Description of the task: Exactly the lines from the start of the data below through the line containing "- Many handlers" must be returned, and no others.

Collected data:
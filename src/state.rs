//! # Application State Management
//!
//! Shared state handed to every HTTP handler and WebSocket actor.
//!
//! ## Key Rust Concepts:
//!
//! ### Arc<RwLock<T>> for configuration
//! - Many handlers read the config at once, a `PUT /api/v1/config` replaces it
//! - A poisoned lock is recovered with `into_inner()`; the config is plain data, so a
//!   panic in another handler cannot leave it half-written
//!
//! ### Atomics for metrics
//! - The audio path bumps counters from tokio tasks, so counters are `AtomicU64` and never
//!   take a lock
//! - Capture blocks dropped on the realtime thread are counted by the capture handle and
//!   folded in here when the session is released
//! - `Ordering::Relaxed` is enough: every counter is independent

use crate::coach::ConnectionStateMachine;
use crate::config::AppConfig;
use serde::Serialize;
use std::sync::atomic::{AtomicU64, Ordering};
use std::sync::{Arc, RwLock};
use std::time::Instant;

/// The state shared across all request handlers.
#[derive(Clone)]
pub struct AppState {
    /// Application configuration (can be updated at runtime)
    pub config: Arc<RwLock<AppConfig>>,

    /// Counters updated by the coaching pipeline
    pub metrics: Arc<PipelineMetrics>,

    /// When the server started
    pub start_time: Instant,

    /// The one conversation this process drives
    pub coach: ConnectionStateMachine,
}

/// Counters for the coaching pipeline.
///
/// ## What they tell you:
/// - **frames_sent / frames_discarded**: uplink health (discarded = send after close)
/// - **capture_frames_dropped**: frames the capture queue had no room for
/// - **chunks_scheduled / chunks_dropped**: downlink audio health (dropped = undecodable)
/// - **teardowns / teardown_failures**: how often releasing a session went wrong
#[derive(Debug, Default)]
pub struct PipelineMetrics {
    pub sessions_started: AtomicU64,
    pub frames_sent: AtomicU64,
    pub frames_discarded: AtomicU64,
    pub capture_frames_dropped: AtomicU64,
    pub chunks_scheduled: AtomicU64,
    pub chunks_dropped: AtomicU64,
    pub interruptions: AtomicU64,
    pub turns_completed: AtomicU64,
    pub transcript_entries: AtomicU64,
    pub teardowns: AtomicU64,
    pub teardown_failures: AtomicU64,
}

/// Plain copy of `PipelineMetrics` for JSON responses.
#[derive(Debug, Clone, Copy, Default, PartialEq, Eq, Serialize)]
pub struct MetricsSnapshot {
    pub sessions_started: u64,
    pub frames_sent: u64,
    pub frames_discarded: u64,
    pub capture_frames_dropped: u64,
    pub chunks_scheduled: u64,
    pub chunks_dropped: u64,
    pub interruptions: u64,
    pub turns_completed: u64,
    pub transcript_entries: u64,
    pub teardowns: u64,
    pub teardown_failures: u64,
}

impl PipelineMetrics {
    pub fn snapshot(&self) -> MetricsSnapshot {
        let read = |counter: &AtomicU64| counter.load(Ordering::Relaxed);
        MetricsSnapshot {
            sessions_started: read(&self.sessions_started),
            frames_sent: read(&self.frames_sent),
            frames_discarded: read(&self.frames_discarded),
            capture_frames_dropped: read(&self.capture_frames_dropped),
            chunks_scheduled: read(&self.chunks_scheduled),
            chunks_dropped: read(&self.chunks_dropped),
            interruptions: read(&self.interruptions),
            turns_completed: read(&self.turns_completed),
            transcript_entries: read(&self.transcript_entries),
            teardowns: read(&self.teardowns),
            teardown_failures: read(&self.teardown_failures),
        }
    }
}

impl MetricsSnapshot {
    /// Fraction of uplink frames that were discarded (0.0 to 1.0).
    pub fn frame_discard_rate(&self) -> f64 {
        let total = self.frames_sent + self.frames_discarded;
        if total > 0 {
            self.frames_discarded as f64 / total as f64
        } else {
            0.0
        }
    }

    /// Fraction of captured frames lost to a full capture queue (0.0 to 1.0).
    pub fn capture_drop_rate(&self) -> f64 {
        let total = self.frames_sent + self.frames_discarded + self.capture_frames_dropped;
        if total > 0 {
            self.capture_frames_dropped as f64 / total as f64
        } else {
            0.0
        }
    }
}

impl AppState {
    /// Build the state around an already wired coach.
    ///
    /// `metrics` must be the same counters the coach was built with.
    pub fn new(config: AppConfig, metrics: Arc<PipelineMetrics>, coach: ConnectionStateMachine) -> Self {
        Self {
            config: Arc::new(RwLock::new(config)),
            metrics,
            start_time: Instant::now(),
            coach,
        }
    }

    /// Get a copy of the current configuration.
    ///
    /// Cloning releases the read lock immediately so writers are never held up by a
    /// slow response.
    pub fn get_config(&self) -> AppConfig {
        self.config
            .read()
            .unwrap_or_else(|poisoned| poisoned.into_inner())
            .clone()
    }

    /// Validate and install a new configuration.
    ///
    /// Session settings are pushed to the coach too; they take effect on its next `start()`.
    pub fn update_config(&self, new_config: AppConfig) -> Result<(), String> {
        new_config.validate().map_err(|e| e.to_string())?;
        let settings = new_config.session_settings();
        *self
            .config
            .write()
            .unwrap_or_else(|poisoned| poisoned.into_inner()) = new_config;
        self.coach.update_settings(settings);
        Ok(())
    }

    pub fn get_metrics_snapshot(&self) -> MetricsSnapshot {
        self.metrics.snapshot()
    }

    pub fn get_uptime_seconds(&self) -> u64 {
        self.start_time.elapsed().as_secs()
    }
}

#[cfg(test)]
pub(crate) mod tests {
    use super::*;
    use crate::coach::testing::{FakeBackend, FakeCapture, ManualOutputFactory};

    /// App state wired to in-crate fakes.
    pub(crate) fn test_state() -> AppState {
        let config = AppConfig::default();
        let metrics = Arc::new(PipelineMetrics::default());
        let coach = ConnectionStateMachine::new(
            config.session_settings(),
            Arc::new(FakeBackend::new()),
            Arc::new(FakeCapture::new()),
            Arc::new(ManualOutputFactory::new()),
            Arc::clone(&metrics),
            16,
        );
        AppState::new(config, metrics, coach)
    }

    #[test]
    fn test_snapshot_copies_counters() {
        let metrics = PipelineMetrics::default();
        metrics.frames_sent.fetch_add(3, Ordering::Relaxed);
        metrics.frames_discarded.fetch_add(1, Ordering::Relaxed);

        let snapshot = metrics.snapshot();
        assert_eq!(snapshot.frames_sent, 3);
        assert_eq!(snapshot.frame_discard_rate(), 0.25);
        assert_eq!(MetricsSnapshot::default().frame_discard_rate(), 0.0);

        metrics.capture_frames_dropped.fetch_add(4, Ordering::Relaxed);
        let snapshot = metrics.snapshot();
        assert_eq!(snapshot.capture_frames_dropped, 4);
        assert_eq!(snapshot.capture_drop_rate(), 0.5);
        assert_eq!(MetricsSnapshot::default().capture_drop_rate(), 0.0);
    }

    #[test]
    fn test_update_config_rejects_invalid() {
        let state = test_state();
        let mut config = state.get_config();
        config.server.port = 0;
        assert!(state.update_config(config).is_err());
        assert_eq!(state.get_config().server.port, 8080);
    }

    #[test]
    fn test_update_config_reaches_coach() {
        let state = test_state();
        let mut config = state.get_config();
        config.backend.voice_name = "Aoede".to_string();
        state.update_config(config).unwrap();
        assert_eq!(state.coach.settings().connect.voice_name, "Aoede");
    }
}
//! # Audio Pipeline Module
//!
//! Everything that touches raw audio on its way to and from the live backend:
//! microphone capture, PCM16 encoding, and gapless playback scheduling.
//!
//! ## Key Components:
//! - **Capture**: `AudioCaptureSource` implementations that emit fixed-size frames
//! - **Encoder**: Converts captured frames into base64 PCM16 chunks for the transport
//! - **Output**: The output clock and software mixer that plays scheduled buffers
//! - **Playback**: Schedules incoming model audio back-to-back on the output clock
//!
//! ## Audio Format Requirements:
//! - **Capture**: 16kHz, mono, sent as 16-bit little-endian PCM
//! - **Playback**: 24kHz, mono, received as 16-bit little-endian PCM
//! - **Internal**: 32-bit float samples in [-1.0, 1.0]

pub mod capture;      // Microphone / file capture sources
#[cfg(feature = "device-audio")]
pub mod device;       // cpal-backed capture and output
pub mod encoder;      // PCM16 + base64 framing
pub mod output;       // Output clock and software mixer
pub mod playback;     // Gapless playback scheduling

use std::sync::Arc;

/// Sample rate of captured microphone audio sent to the backend.
pub const INPUT_SAMPLE_RATE: u32 = 16_000;

/// Sample rate of synthesized audio received from the backend.
pub const OUTPUT_SAMPLE_RATE: u32 = 24_000;

/// Number of samples in one captured block.
pub const DEFAULT_FRAME_SIZE: usize = 4096;

/// An immutable block of mono float samples at a fixed sample rate.
///
/// ## Rust Concepts:
/// - **Arc<[f32]>**: Shared, immutable sample storage; cloning a frame only bumps a
///   reference count, so frames can move between the capture thread, the encoder and
///   the mixer without copying
/// - **No setters**: Once produced, a frame cannot be modified
#[derive(Debug, Clone, PartialEq)]
pub struct AudioFrame {
    samples: Arc<[f32]>,
    sample_rate: u32,
}

impl AudioFrame {
    /// Create a frame from owned samples.
    pub fn new(samples: Vec<f32>, sample_rate: u32) -> Self {
        Self {
            samples: samples.into(),
            sample_rate,
        }
    }

    pub fn samples(&self) -> &[f32] {
        &self.samples
    }

    /// Shared handle to the samples, for consumers that outlive the frame.
    pub fn shared_samples(&self) -> Arc<[f32]> {
        Arc::clone(&self.samples)
    }

    pub fn sample_rate(&self) -> u32 {
        self.sample_rate
    }

    pub fn len(&self) -> usize {
        self.samples.len()
    }

    pub fn is_empty(&self) -> bool {
        self.samples.is_empty()
    }

    /// Playback duration of this frame in seconds.
    ///
    /// ## Calculation:
    /// Duration = number_of_samples / sample_rate (mono, so samples == frames)
    pub fn duration_secs(&self) -> f64 {
        if self.sample_rate == 0 {
            return 0.0;
        }
        self.samples.len() as f64 / self.sample_rate as f64
    }
}
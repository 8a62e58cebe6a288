//! # Transcript Assembly
//!
//! The backend streams transcription of both sides of the conversation as small text
//! fragments. Fragments are buffered per speaker for the current turn and turned into
//! finished entries when the turn completes.
//!
//! ## Rules:
//! - Fragments are appended verbatim in arrival order (no spacing fix-ups)
//! - `on_turn_complete` emits the user entry first, then the model entry
//! - Empty (after trimming) buffers emit nothing, so a turn yields at most one entry per speaker
//! - Both buffers are cleared in the same call that emits them

use serde::{Deserialize, Serialize};
use std::sync::atomic::{AtomicU64, Ordering};
use std::sync::Arc;

/// Who said it.
#[derive(Debug, Clone, Copy, PartialEq, Eq, Hash, Serialize, Deserialize)]
#[serde(rename_all = "lowercase")]
pub enum Speaker {
    User,
    Model,
}

/// One finished line of the conversation. Never modified after it is emitted.
#[derive(Debug, Clone, PartialEq, Eq, Serialize, Deserialize)]
pub struct TranscriptEntry {
    /// Unique, increasing across every session of the machine that produced it
    pub id: u64,
    pub speaker: Speaker,
    pub text: String,
}

/// Text gathered so far in the current turn.
#[derive(Debug, Default)]
struct TurnBuffers {
    user: String,
    model: String,
}

/// Accumulates fragments and emits entries on turn boundaries.
///
/// ## Ids:
/// The id counter is shared (`Arc<AtomicU64>`) so a fresh assembler per session keeps
/// handing out ids that never collide with earlier sessions.
#[derive(Debug)]
pub struct TranscriptAssembler {
    turn: TurnBuffers,
    ids: Arc<AtomicU64>,
}

impl TranscriptAssembler {
    pub fn new(ids: Arc<AtomicU64>) -> Self {
        Self {
            turn: TurnBuffers::default(),
            ids,
        }
    }

    pub fn on_fragment(&mut self, speaker: Speaker, text: &str) {
        match speaker {
            Speaker::User => self.turn.user.push_str(text),
            Speaker::Model => self.turn.model.push_str(text),
        }
    }

    /// Close the current turn.
    pub fn on_turn_complete(&mut self) -> Vec<TranscriptEntry> {
        let TurnBuffers { user, model } = std::mem::take(&mut self.turn);

        [(Speaker::User, user), (Speaker::Model, model)]
            .into_iter()
            .filter_map(|(speaker, text)| {
                let text = text.trim();
                if text.is_empty() {
                    return None;
                }
                Some(TranscriptEntry {
                    id: self.ids.fetch_add(1, Ordering::Relaxed) + 1,
                    speaker,
                    text: text.to_string(),
                })
            })
            .collect()
    }

    /// Whether any text is waiting for the end of the turn.
    pub fn has_pending(&self) -> bool {
        !self.turn.user.is_empty() || !self.turn.model.is_empty()
    }
}

impl Default for TranscriptAssembler {
    fn default() -> Self {
        Self::new(Arc::new(AtomicU64::new(0)))
    }
}

#[cfg(test)]
mod tests {
    use super::*;

    #[test]
    fn test_model_fragments_join_into_one_entry() {
        let mut assembler = TranscriptAssembler::default();
        assembler.on_fragment(Speaker::Model, "Hello");
        assembler.on_fragment(Speaker::Model, " there");

        let entries = assembler.on_turn_complete();
        assert_eq!(entries.len(), 1);
        assert_eq!(entries[0].speaker, Speaker::Model);
        assert_eq!(entries[0].text, "Hello there");
    }

    #[test]
    fn test_user_entry_comes_first() {
        let mut assembler = TranscriptAssembler::default();
        assembler.on_fragment(Speaker::Model, "Sure.");
        assembler.on_fragment(Speaker::User, " Can you ");
        assembler.on_fragment(Speaker::User, "help? ");

        let entries = assembler.on_turn_complete();
        assert_eq!(entries.len(), 2);
        assert_eq!(entries[0].speaker, Speaker::User);
        assert_eq!(entries[0].text, "Can you help?");
        assert_eq!(entries[1].speaker, Speaker::Model);
        assert!(entries[0].id < entries[1].id);
    }

    #[test]
    fn test_blank_turn_emits_nothing() {
        let mut assembler = TranscriptAssembler::default();
        assert!(assembler.on_turn_complete().is_empty());

        assembler.on_fragment(Speaker::User, "   ");
        assembler.on_fragment(Speaker::Model, "\n");
        assert!(assembler.on_turn_complete().is_empty());
    }

    #[test]
    fn test_buffers_reset_between_turns() {
        let mut assembler = TranscriptAssembler::default();
        assembler.on_fragment(Speaker::User, "first");
        assembler.on_turn_complete();
        assert!(!assembler.has_pending());

        assembler.on_fragment(Speaker::User, "second");
        let entries = assembler.on_turn_complete();
        assert_eq!(entries[0].text, "second");
    }

    #[test]
    fn test_ids_stay_unique_across_assemblers() {
        let ids = Arc::new(AtomicU64::new(0));
        let mut first = TranscriptAssembler::new(Arc::clone(&ids));
        first.on_fragment(Speaker::User, "a");
        let a = first.on_turn_complete();

        let mut second = TranscriptAssembler::new(ids);
        second.on_fragment(Speaker::User, "b");
        let b = second.on_turn_complete();

        assert!(b[0].id > a[0].id);
    }

    #[test]
    fn test_speaker_serializes_lowercase() {
        let entry = TranscriptEntry {
            id: 7,
            speaker: Speaker::Model,
            text: "hi".to_string(),
        };
        let json = serde_json::to_value(&entry).unwrap();
        assert_eq!(json["speaker"], "model");
    }
}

Output for this task:
filename src/state.rs
//! # Application State Management
//!
//! Shared state handed to every HTTP handler and WebSocket actor.
//!
//! ## Key Rust Concepts:
//!
//! ### Arc<RwLock<T>> for configuration
//! - Many handlers read the config at once, a `PUT /api/v1/config` replaces it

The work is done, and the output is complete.